The purpose of an Unsupervised Domain Adaptation (UDA) task is to learn a generalized model or backbone
-
Different domains present inconsistent object-size distribution, as illustrated in file of object-size statistics. Thus, Statistical Normalization (SN) is used to rescale the object-size during the source-domain training process, where both the bounding box size and point cloud within this bounding box are rescaled. For Waymo-to-KITTI adaptation, we found that the object-size variation is a major reason of cross-domain detection accuracy drop.
-
LiDAR beam is also constantly changing for different AD manufacturers.
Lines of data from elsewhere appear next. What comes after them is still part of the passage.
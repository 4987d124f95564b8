//! Block-View Tree - Arena-Owned Node Model
//!
//! One tree per build/render pass, discarded after output. The arena owns
//! every node; parent links are plain indices used only for root discovery,
//! never for ownership. Block ids are globally unique within a tree and
//! checked at insertion, since id-based lookup depends on it.

use indexmap::IndexMap;
use std::collections::HashMap;
use thiserror::Error;

use crate::value::Value;

#[derive(Debug, Error)]
pub enum TreeError {
    #[error("Duplicate block id: {0}")]
    DuplicateBlockId(String),

    #[error("Duplicate child name '{name}' under block '{parent}'")]
    DuplicateChildName { parent: String, name: String },

    #[error("Unknown node handle")]
    UnknownNode,
}

/// Handle to a node inside one `BlockTree`. Valid only for the tree that
/// issued it.
#[derive(Debug, Clone, Copy, PartialEq, Eq, Hash)]
pub struct NodeId(usize);

#[derive(Debug)]
pub struct BlockNode {
    id: String,
    vars: IndexMap<String, Value>,
    children: IndexMap<String, NodeId>,
    parent: Option<NodeId>,
}

impl BlockNode {
    pub fn id(&self) -> &str {
        &self.id
    }

    pub fn vars(&self) -> &IndexMap<String, Value> {
        &self.vars
    }

    pub fn var(&self, name: &str) -> Option<&Value> {
        self.vars.get(name)
    }

    pub fn parent(&self) -> Option<NodeId> {
        self.parent
    }
}

/// The composed view tree for one render pass.
pub struct BlockTree {
    nodes: Vec<BlockNode>,
    index: HashMap<String, NodeId>,
    root: NodeId,
}

impl BlockTree {
    pub fn new(root_id: impl Into<String>) -> Self {
        let root_id = root_id.into();
        let root = NodeId(0);
        let mut index = HashMap::new();
        index.insert(root_id.clone(), root);
        Self {
            nodes: vec![BlockNode {
                id: root_id,
                vars: IndexMap::new(),
                children: IndexMap::new(),
                parent: None,
            }],
            index,
            root,
        }
    }

    pub fn root(&self) -> NodeId {
        self.root
    }

    /// Add a child block under `parent`. Fails on a duplicate block id
    /// anywhere in the tree or a duplicate child name under `parent`.
    pub fn add(
        &mut self,
        parent: NodeId,
        name: impl Into<String>,
        block_id: impl Into<String>,
    ) -> Result<NodeId, TreeError> {
        let name = name.into();
        let block_id = block_id.into();

        if self.index.contains_key(&block_id) {
            return Err(TreeError::DuplicateBlockId(block_id));
        }
        let parent_node = self.nodes.get(parent.0).ok_or(TreeError::UnknownNode)?;
        if parent_node.children.contains_key(&name) {
            return Err(TreeError::DuplicateChildName {
                parent: parent_node.id.clone(),
                name,
            });
        }

        let id = NodeId(self.nodes.len());
        self.nodes.push(BlockNode {
            id: block_id.clone(),
            vars: IndexMap::new(),
            children: IndexMap::new(),
            parent: Some(parent),
        });
        self.nodes[parent.0].children.insert(name, id);
        self.index.insert(block_id, id);
        Ok(id)
    }

    pub fn node(&self, id: NodeId) -> &BlockNode {
        &self.nodes[id.0]
    }

    pub fn set_var(&mut self, node: NodeId, name: impl Into<String>, value: Value) {
        self.nodes[node.0].vars.insert(name.into(), value);
    }

    /// Look a node up by block id anywhere in the tree.
    pub fn find(&self, block_id: &str) -> Option<NodeId> {
        self.index.get(block_id).copied()
    }

    pub fn parent(&self, node: NodeId) -> Option<NodeId> {
        self.nodes[node.0].parent
    }

    /// Child handles of `node`, in insertion order.
    pub fn children_of(&self, node: NodeId) -> Vec<NodeId> {
        self.nodes[node.0].children.values().copied().collect()
    }

    pub fn children(&self, node: NodeId) -> impl Iterator<Item = (&str, NodeId)> + '_ {
        self.nodes[node.0]
            .children
            .iter()
            .map(|(name, id)| (name.as_str(), *id))
    }

    /// Node with `block_id` lying strictly below `scope`, if any.
    ///
    /// The id index spans the whole tree; containment is checked by walking
    /// the candidate's ancestor chain.
    pub fn descendant_by_id(&self, scope: NodeId, block_id: &str) -> Option<NodeId> {
        let candidate = self.find(block_id)?;
        let mut current = self.nodes[candidate.0].parent;
        while let Some(ancestor) = current {
            if ancestor == scope {
                return Some(candidate);
            }
            current = self.nodes[ancestor.0].parent;
        }
        None
    }

    /// Tree root reached by walking parent links from `node`.
    pub fn root_of(&self, node: NodeId) -> NodeId {
        let mut current = node;
        while let Some(parent) = self.nodes[current.0].parent {
            current = parent;
        }
        current
    }

    pub fn len(&self) -> usize {
        self.nodes.len()
    }

    pub fn is_empty(&self) -> bool {
        self.nodes.is_empty()
    }
}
For waymo-to-nuScenes adaptation, we argue that the LiDAR-beam variation is a major challenge, and leverage the range-map provided by Waymo tfrecords to produce the low-beam point clouds (such as 32-beam or 16-beam). Please refer to Results for more details.
- For some dataset where the range-map is not provided, such as ONCE dataset, one can employ the clustering algorithm on height-angles to obtain the pseudo-labeled low-beam point clouds, which is also verified to be effective in our codebase.
Here, we take Waymo-to-KITTI adaptation as an example.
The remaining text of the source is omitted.